Nem sempre essas histórias estiveram escritas, foram longas ou eram muito elaboradas, pois elas precisavam ser passadas adiante, memorizáveis, no entanto, com a invenção da escrita, a memória pode se ocupar de outras coisas enquanto o memorável ficava no registro para ser decifrado e as histórias começaram a crescer e ganhar novas funções, como entreter.
E por que contei toda essa história? Para dizer que há algo muito antigo dentro de nós que ainda nutre fascínio pelas breves histórias, uma espécie de memória do subconsciente que nos convida a ouvir uma narrativa curta como se estivéssemos em volta da fogueira, desvendando o mundo.

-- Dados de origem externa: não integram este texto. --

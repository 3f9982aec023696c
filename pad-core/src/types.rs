//! Core gamepad types: Buttons, HatState, AnalogStick, GamepadReport.

use core::ops::{BitAnd, BitAndAssign, BitOr, BitOrAssign, Not};

/// Button state represented as a bitfield for efficiency.
///
/// Supports up to 16 buttons. The named constants follow the usual HID
/// gamepad bit layout (south/east/north/west face buttons, shoulders,
/// select/start/mode, stick clicks), so a report's bitmask can be sent to
/// the host without translation.
///
/// # Example
///
/// ```
/// use pad_core::Buttons;
///
/// let buttons = Buttons::SOUTH | Buttons::START;
/// assert!(buttons.contains(Buttons::SOUTH));
/// assert!(!buttons.contains(Buttons::EAST));
/// ```
#[derive(Clone, Copy, Default, Debug, PartialEq, Eq)]
#[cfg_attr(feature = "defmt", derive(defmt::Format))]
pub struct Buttons(pub u16);

impl Buttons {
    pub const SOUTH: Self = Self(1 << 0); // A
    pub const EAST: Self = Self(1 << 1); // B
    pub const NORTH: Self = Self(1 << 3); // X
    pub const WEST: Self = Self(1 << 4); // Y
    pub const TL: Self = Self(1 << 6); // Left shoulder
    pub const TR: Self = Self(1 << 7); // Right shoulder
    pub const SELECT: Self = Self(1 << 10);
    pub const START: Self = Self(1 << 11);
    pub const MODE: Self = Self(1 << 12); // Guide/Home
    pub const THUMBL: Self = Self(1 << 13); // Left stick press
    pub const THUMBR: Self = Self(1 << 14); // Right stick press

    /// No buttons pressed.
    pub const NONE: Self = Self(0);

    /// Check if the given button(s) are pressed.
    #[inline]
    #[must_use]
    pub const fn contains(self, button: Buttons) -> bool {
        (self.0 & button.0) == button.0
    }

    /// Set or clear button(s).
    #[inline]
    pub fn set(&mut self, button: Buttons, pressed: bool) {
        if pressed {
            self.0 |= button.0;
        } else {
            self.0 &= !button.0;
        }
    }

    /// Get the raw u16 value.
    #[inline]
    #[must_use]
    pub const fn raw(self) -> u16 {
        self.0
    }

    /// Check if no buttons are pressed.
    #[inline]
    #[must_use]
    pub const fn is_empty(self) -> bool {
        self.0 == 0
    }
}

impl BitOr for Buttons {
    type Output = Self;

    #[inline]
    fn bitor(self, rhs: Self) -> Self::Output {
        Self(self.0 | rhs.0)
    }
}

impl BitOrAssign for Buttons {
    #[inline]
    fn bitor_assign(&mut self, rhs: Self) {
        self.0 |= rhs.0;
    }
}

impl BitAnd for Buttons {
    type Output = Self;

    #[inline]
    fn bitand(self, rhs: Self) -> Self::Output {
        Self(self.0 & rhs.0)
    }
}

impl BitAndAssign for Buttons {
    #[inline]
    fn bitand_assign(&mut self, rhs: Self) {
        self.0 &= rhs.0;
    }
}

impl Not for Buttons {
    type Output = Self;

    #[inline]
    fn not(self) -> Self::Output {
        Self(!self.0)
    }
}

/// Identifies one of the four analog axis slots in a report.
#[derive(Clone, Copy, Debug, PartialEq, Eq)]
#[cfg_attr(feature = "defmt", derive(defmt::Format))]
#[repr(u8)]
pub enum AxisId {
    LeftX = 0,
    LeftY = 1,
    RightX = 2,
    RightY = 3,
}

/// Directional pad state: centered or one of the 8 compass directions.
///
/// The discriminants follow the HID hat-switch convention (1 = up,
/// clockwise through 8 = up-left, 0 = null/centered), so [`Self::to_wire`]
/// is a plain cast.
#[derive(Clone, Copy, Default, Debug, PartialEq, Eq)]
#[cfg_attr(feature = "defmt", derive(defmt::Format))]
#[repr(u8)]
pub enum HatState {
    #[default]
    Centered = 0,
    Up = 1,
    UpRight = 2,
    Right = 3,
    DownRight = 4,
    Down = 5,
    DownLeft = 6,
    Left = 7,
    UpLeft = 8,
}

impl HatState {
    /// Resolve four pressed flags (up, right, down, left) to one hat state.
    ///
    /// Precedence is fixed: up/down win over left/right, and on a diagonal
    /// the left pin is checked before the right one. Contradictory
    /// combinations (up+down pressed together) cannot occur with a single
    /// 4-pin pad but still resolve deterministically through the same order.
    #[must_use]
    pub const fn from_pressed(up: bool, right: bool, down: bool, left: bool) -> Self {
        if up {
            if left {
                Self::UpLeft
            } else if right {
                Self::UpRight
            } else {
                Self::Up
            }
        } else if down {
            if left {
                Self::DownLeft
            } else if right {
                Self::DownRight
            } else {
                Self::Down
            }
        } else if left {
            Self::Left
        } else if right {
            Self::Right
        } else {
            Self::Centered
        }
    }

    /// HID hat-switch encoding of this state.
    #[inline]
    #[must_use]
    pub const fn to_wire(self) -> u8 {
        self as u8
    }
}

/// Analog stick with X/Y axes.
///
/// Range: [-128, 127], centered at 0.
#[derive(Clone, Copy, Default, Debug, PartialEq, Eq)]
#[cfg_attr(feature = "defmt", derive(defmt::Format))]
pub struct AnalogStick {
    pub x: i8,
    pub y: i8,
}

impl AnalogStick {
    pub const NEUTRAL: Self = Self { x: 0, y: 0 };
}

/// Complete gamepad report for one polling tick.
///
/// Contains all inputs for the device:
/// - 16 buttons (bitfield)
/// - directional pad (hat state)
/// - 2 analog sticks (left/right, each with X/Y)
///
/// A report is constructed fresh each tick, filled in by the assembler and
/// then handed off to the output sink; no report survives across ticks.
#[derive(Clone, Copy, Default, Debug, PartialEq, Eq)]
#[cfg_attr(feature = "defmt", derive(defmt::Format))]
pub struct GamepadReport {
    pub buttons: Buttons,
    pub hat: HatState,
    pub left_stick: AnalogStick,
    pub right_stick: AnalogStick,
}

impl GamepadReport {
    /// Create a neutral report (no buttons pressed, hat centered, sticks at 0).
    #[must_use]
    pub const fn neutral() -> Self {
        Self {
            buttons: Buttons::NONE,
            hat: HatState::Centered,
            left_stick: AnalogStick::NEUTRAL,
            right_stick: AnalogStick::NEUTRAL,
        }
    }

    /// Write one axis slot.
    #[inline]
    pub fn set_axis(&mut self, axis: AxisId, value: i8) {
        match axis {
            AxisId::LeftX => self.left_stick.x = value,
            AxisId::LeftY => self.left_stick.y = value,
            AxisId::RightX => self.right_stick.x = value,
            AxisId::RightY => self.right_stick.y = value,
        }
    }

    /// Read one axis slot.
    #[inline]
    #[must_use]
    pub const fn axis(&self, axis: AxisId) -> i8 {
        match axis {
            AxisId::LeftX => self.left_stick.x,
            AxisId::LeftY => self.left_stick.y,
            AxisId::RightX => self.right_stick.x,
            AxisId::RightY => self.right_stick.y,
        }
    }

    /// Check if nothing is pressed and all axes are centered.
    #[must_use]
    pub fn is_neutral(&self) -> bool {
        *self == Self::neutral()
    }
}

#[cfg(test)]
mod tests {
    use super::*;

    #[test]
    fn test_buttons_set_clear() {
        let mut buttons = Buttons::NONE;
        buttons.set(Buttons::SOUTH, true);
        assert!(buttons.contains(Buttons::SOUTH));
        buttons.set(Buttons::SOUTH, false);
        assert!(buttons.is_empty());
    }

    #[test]
    fn test_buttons_bitwise_or() {
        let buttons = Buttons::SOUTH | Buttons::MODE;
        assert!(buttons.contains(Buttons::SOUTH));
        assert!(buttons.contains(Buttons::MODE));
        assert!(!buttons.contains(Buttons::EAST));
        assert_eq!(buttons.raw(), (1 << 0) | (1 << 12));
    }

    #[test]
    fn test_hat_idle_is_centered() {
        assert_eq!(HatState::from_pressed(false, false, false, false), HatState::Centered);
    }

    #[test]
    fn test_hat_single_directions() {
        assert_eq!(HatState::from_pressed(true, false, false, false), HatState::Up);
        assert_eq!(HatState::from_pressed(false, true, false, false), HatState::Right);
        assert_eq!(HatState::from_pressed(false, false, true, false), HatState::Down);
        assert_eq!(HatState::from_pressed(false, false, false, true), HatState::Left);
    }

    #[test]
    fn test_hat_diagonals() {
        assert_eq!(HatState::from_pressed(true, false, false, true), HatState::UpLeft);
        assert_eq!(HatState::from_pressed(true, true, false, false), HatState::UpRight);
        assert_eq!(HatState::from_pressed(false, false, true, true), HatState::DownLeft);
        assert_eq!(HatState::from_pressed(false, true, true, false), HatState::DownRight);
    }

    #[test]
    fn test_hat_precedence_up_wins() {
        // up + down + left + right: up is checked first, then left before right
        assert_eq!(HatState::from_pressed(true, true, true, true), HatState::UpLeft);
        // down + left + right without up: down wins, left before right
        assert_eq!(HatState::from_pressed(false, true, true, true), HatState::DownLeft);
        // left + right without up/down: left wins
        assert_eq!(HatState::from_pressed(false, true, false, true), HatState::Left);
    }

    #[test]
    fn test_hat_wire_encoding() {
        assert_eq!(HatState::Centered.to_wire(), 0);
        assert_eq!(HatState::Up.to_wire(), 1);
        assert_eq!(HatState::DownRight.to_wire(), 4);
        assert_eq!(HatState::UpLeft.to_wire(), 8);
    }

    #[test]
    fn test_report_axis_slots() {
        let mut report = GamepadReport::neutral();
        assert!(report.is_neutral());

        report.set_axis(AxisId::LeftY, -100);
        report.set_axis(AxisId::RightX, 42);
        assert_eq!(report.left_stick.y, -100);
        assert_eq!(report.right_stick.x, 42);
        assert_eq!(report.axis(AxisId::LeftY), -100);
        assert_eq!(report.axis(AxisId::LeftX), 0);
        assert!(!report.is_neutral());
    }
}
//! Async driver for the PCF8591 4-channel 8-bit I2C analog-to-digital
//! converter.
//!
//! The driver is generic over [`embedded_hal_async::i2c::I2c`], so it works
//! with any async I2C bus implementation and with host-side mocks in tests.
//!
//! # Device protocol
//!
//! Each transaction writes a one-byte control word and then reads. The
//! device always answers first with the *previous* conversion result, so
//! every read fetches one extra byte and discards the first. With the
//! auto-increment flag set the device steps through channels 0..=3 on
//! consecutive reads, which gives a full batch in a single transaction.
//!
//! # Example
//!
//! ```ignore
//! let mut adc = Pcf8591::new(i2c);
//! if adc.probe().await {
//!     let samples = adc.read_all().await?;
//! }
//! ```

#![cfg_attr(not(feature = "std"), no_std)]

#[cfg(feature = "std")]
extern crate std;

use embedded_hal_async::i2c::I2c;

/// Factory-default bus address (A0..A2 strapped low).
pub const DEFAULT_ADDRESS: u8 = 0x48;

/// Number of analog input channels.
pub const CHANNELS: usize = 4;

/// Control byte: auto-increment enabled, starting at channel 0.
const CTRL_AUTO_INCREMENT: u8 = 0x04;

/// PCF8591 driver over an async I2C bus.
pub struct Pcf8591<I2C> {
    i2c: I2C,
    address: u8,
}

impl<I2C: I2c> Pcf8591<I2C> {
    /// Create a driver at the factory-default address.
    pub fn new(i2c: I2C) -> Self {
        Self::with_address(i2c, DEFAULT_ADDRESS)
    }

    /// Create a driver at a custom address (A0..A2 strapping).
    pub fn with_address(i2c: I2C, address: u8) -> Self {
        Self { i2c, address }
    }

    /// Check that the device answers on the bus.
    ///
    /// A single read is enough; the returned byte is a stale conversion and
    /// is discarded.
    pub async fn probe(&mut self) -> bool {
        let mut scratch = [0u8; 1];
        self.i2c.read(self.address, &mut scratch).await.is_ok()
    }

    /// Read a single channel.
    ///
    /// Channel indices above 3 are clamped to 3. Two bytes are read after
    /// selecting the channel; the first is the previous conversion and is
    /// discarded.
    pub async fn read_one(&mut self, channel: u8) -> Result<u8, I2C::Error> {
        let control = channel.min(CHANNELS as u8 - 1);
        let mut data = [0u8; 2];
        self.i2c
            .write_read(self.address, &[control], &mut data)
            .await?;
        Ok(data[1])
    }

    /// Read all four channels in one auto-increment transaction.
    ///
    /// Index *i* of the result corresponds to channel *i*.
    pub async fn read_all(&mut self) -> Result<[u8; CHANNELS], I2C::Error> {
        let mut data = [0u8; CHANNELS + 1];
        self.i2c
            .write_read(self.address, &[CTRL_AUTO_INCREMENT], &mut data)
            .await?;

        // Skip the stale first byte
        let mut out = [0u8; CHANNELS];
        out.copy_from_slice(&data[1..]);
        Ok(out)
    }

    /// Release the underlying bus.
    pub fn release(self) -> I2C {
        self.i2c
    }
}

#[cfg(test)]
mod tests {
    extern crate std;

    use super::*;
    use core::future::Future;
    use core::pin::Pin;
    use core::task::{Context, Poll, RawWaker, RawWakerVTable, Waker};
    use embedded_hal_async::i2c::{ErrorKind, ErrorType, NoAcknowledgeSource, Operation};
    use std::vec::Vec;

    /// Mock bus: records written control bytes and plays back one response
    /// buffer per read operation.
    struct MockBus {
        written: Vec<u8>,
        response: Vec<u8>,
        fail: bool,
    }

    impl MockBus {
        fn replies(response: &[u8]) -> Self {
            Self {
                written: Vec::new(),
                response: response.to_vec(),
                fail: false,
            }
        }

        fn failing() -> Self {
            Self {
                written: Vec::new(),
                response: Vec::new(),
                fail: true,
            }
        }
    }

    impl ErrorType for MockBus {
        type Error = ErrorKind;
    }

    impl embedded_hal_async::i2c::I2c for MockBus {
        async fn transaction(
            &mut self,
            _address: u8,
            operations: &mut [Operation<'_>],
        ) -> Result<(), Self::Error> {
            if self.fail {
                return Err(ErrorKind::NoAcknowledge(NoAcknowledgeSource::Address));
            }
            for operation in operations {
                match operation {
                    Operation::Write(bytes) => self.written.extend_from_slice(bytes),
                    Operation::Read(buffer) => {
                        for (slot, byte) in buffer.iter_mut().zip(self.response.iter()) {
                            *slot = *byte;
                        }
                    }
                }
            }
            Ok(())
        }
    }

    // Helper to run a future to completion (simple blocking executor)
    fn block_on<F: Future>(mut f: F) -> F::Output {
        fn noop_raw_waker() -> RawWaker {
            fn noop(_: *const ()) {}
            fn clone(_: *const ()) -> RawWaker {
                noop_raw_waker()
            }
            static VTABLE: RawWakerVTable = RawWakerVTable::new(clone, noop, noop, noop);
            RawWaker::new(core::ptr::null(), &VTABLE)
        }

        let waker = unsafe { Waker::from_raw(noop_raw_waker()) };
        let mut cx = Context::from_waker(&waker);

        // SAFETY: We don't move f after pinning
        let mut f = unsafe { Pin::new_unchecked(&mut f) };

        loop {
            match f.as_mut().poll(&mut cx) {
                Poll::Ready(result) => return result,
                Poll::Pending => panic!("Mock future returned Pending unexpectedly"),
            }
        }
    }

    #[test]
    fn test_read_one_discards_stale_byte() {
        let mut adc = Pcf8591::new(MockBus::replies(&[0xAA, 0x42]));
        let value = block_on(adc.read_one(2)).unwrap();
        assert_eq!(value, 0x42);
        assert_eq!(adc.release().written, &[0x02]);
    }

    #[test]
    fn test_read_one_clamps_channel() {
        let mut adc = Pcf8591::new(MockBus::replies(&[0, 0]));
        block_on(adc.read_one(7)).unwrap();
        assert_eq!(adc.release().written, &[0x03]);
    }

    #[test]
    fn test_read_all_skips_stale_byte_and_orders_channels() {
        let mut adc = Pcf8591::new(MockBus::replies(&[0xFF, 10, 20, 30, 40]));
        let samples = block_on(adc.read_all()).unwrap();
        assert_eq!(samples, [10, 20, 30, 40]);
        assert_eq!(adc.release().written, &[CTRL_AUTO_INCREMENT]);
    }

    #[test]
    fn test_read_all_propagates_bus_error() {
        let mut adc = Pcf8591::new(MockBus::failing());
        let result = block_on(adc.read_all());
        assert!(matches!(result, Err(ErrorKind::NoAcknowledge(_))));
    }

    #[test]
    fn test_probe() {
        let mut adc = Pcf8591::new(MockBus::replies(&[0x00]));
        assert!(block_on(adc.probe()));

        let mut adc = Pcf8591::new(MockBus::failing());
        assert!(!block_on(adc.probe()));
    }
}
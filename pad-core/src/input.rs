//! Collaborator traits for reading digital pins and analog channels.

use core::future::Future;

/// Number of analog channels the converter provides.
pub const ANALOG_CHANNELS: usize = 4;

/// Error type for analog read operations.
///
/// Read errors are transient and recovered locally by the assembler; they
/// never abort a polling tick.
#[derive(Debug, Clone, Copy, PartialEq, Eq)]
#[cfg_attr(feature = "defmt", derive(defmt::Format))]
pub enum ReadError {
    /// Bus I/O error.
    Io,
    /// Device did not acknowledge.
    Nack,
}

/// Synchronous digital pin reader.
///
/// Pins are inputs with pull-ups: `true` means electrically high (idle),
/// `false` means driven low (pressed). Pin initialization is the
/// implementor's responsibility and happens once before the first tick.
pub trait PinReader {
    /// Read the current level of the given GPIO pin.
    fn read_pin(&self, pin: u8) -> bool;
}

/// Async trait for the analog-to-digital converter collaborator.
///
/// This trait abstracts the converter peripheral, allowing different bus
/// implementations (or host-side mocks) to be used interchangeably.
///
/// # `no_std` Compatibility
///
/// All implementations must be `#![no_std]` compatible with no heap allocation.
pub trait AnalogReader {
    /// Read a single channel sample.
    fn read_one(&mut self, channel: u8) -> impl Future<Output = Result<u8, ReadError>>;

    /// Read all channels in one batch; index *i* corresponds to channel *i*.
    fn read_all(&mut self) -> impl Future<Output = Result<[u8; ANALOG_CHANNELS], ReadError>>;

    /// Check if the converter answered its last transaction.
    fn is_connected(&self) -> bool;
}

Atualmente, estas narrativas breves capazes de nos encantar estão enquadradas dentro de um gênero literário chamado conto. O conto tem um enredo curto, com recorte bem marcado de começo, meio e fim, e é um campo vastíssimo da literatura.
Apesar de a imagem do leitor ter se formado em nosso ideário como aquele que anda com um calhamaço sob o braço para cima e para baixo, isso não quer dizer que há uma prevalência das narrativas longas sobre as curtas. São estilos diferentes.
Nesta coluna, eu pretendo trazer exemplos destas narrativas, contos de diversos autores, de diversas nacionalidades e tempos, sobre diferentes assuntos, para mostrar como ainda é mágico ouvir uma breve história, não mais em volta da fogueira, mas ali na sala de espera do dentista, durante a viagem do metrô e, por que não, naquele momento mais íntimo e privado sentados num vaso esperando a fisiologia do corpo acontecer.
Para as pessoas que não leem romances porque ficam agastadas com a demora da história para desenrolar, para as que não leem longas narrativas porque não podem pensar em ficar carregando um livro para todo o lado, para as que não tem paciência de esperar a mocinha abrir os olhos para o canalha da história, contos são uma ótima fonte de leitura, e a ideia é que conhecendo o gênero mais pessoas se permitam ler e explorar os benefícios da literatura.
Como prova do que digo, encerro este texto de abertura com uma história pequenininha, um microconto, mostrando que a narrativa curta dá tanto o que pensar quanto um calhamaço, afinal tamanho não é documento:
“Fui me confessar ao mar. O que ele disse? Nada.”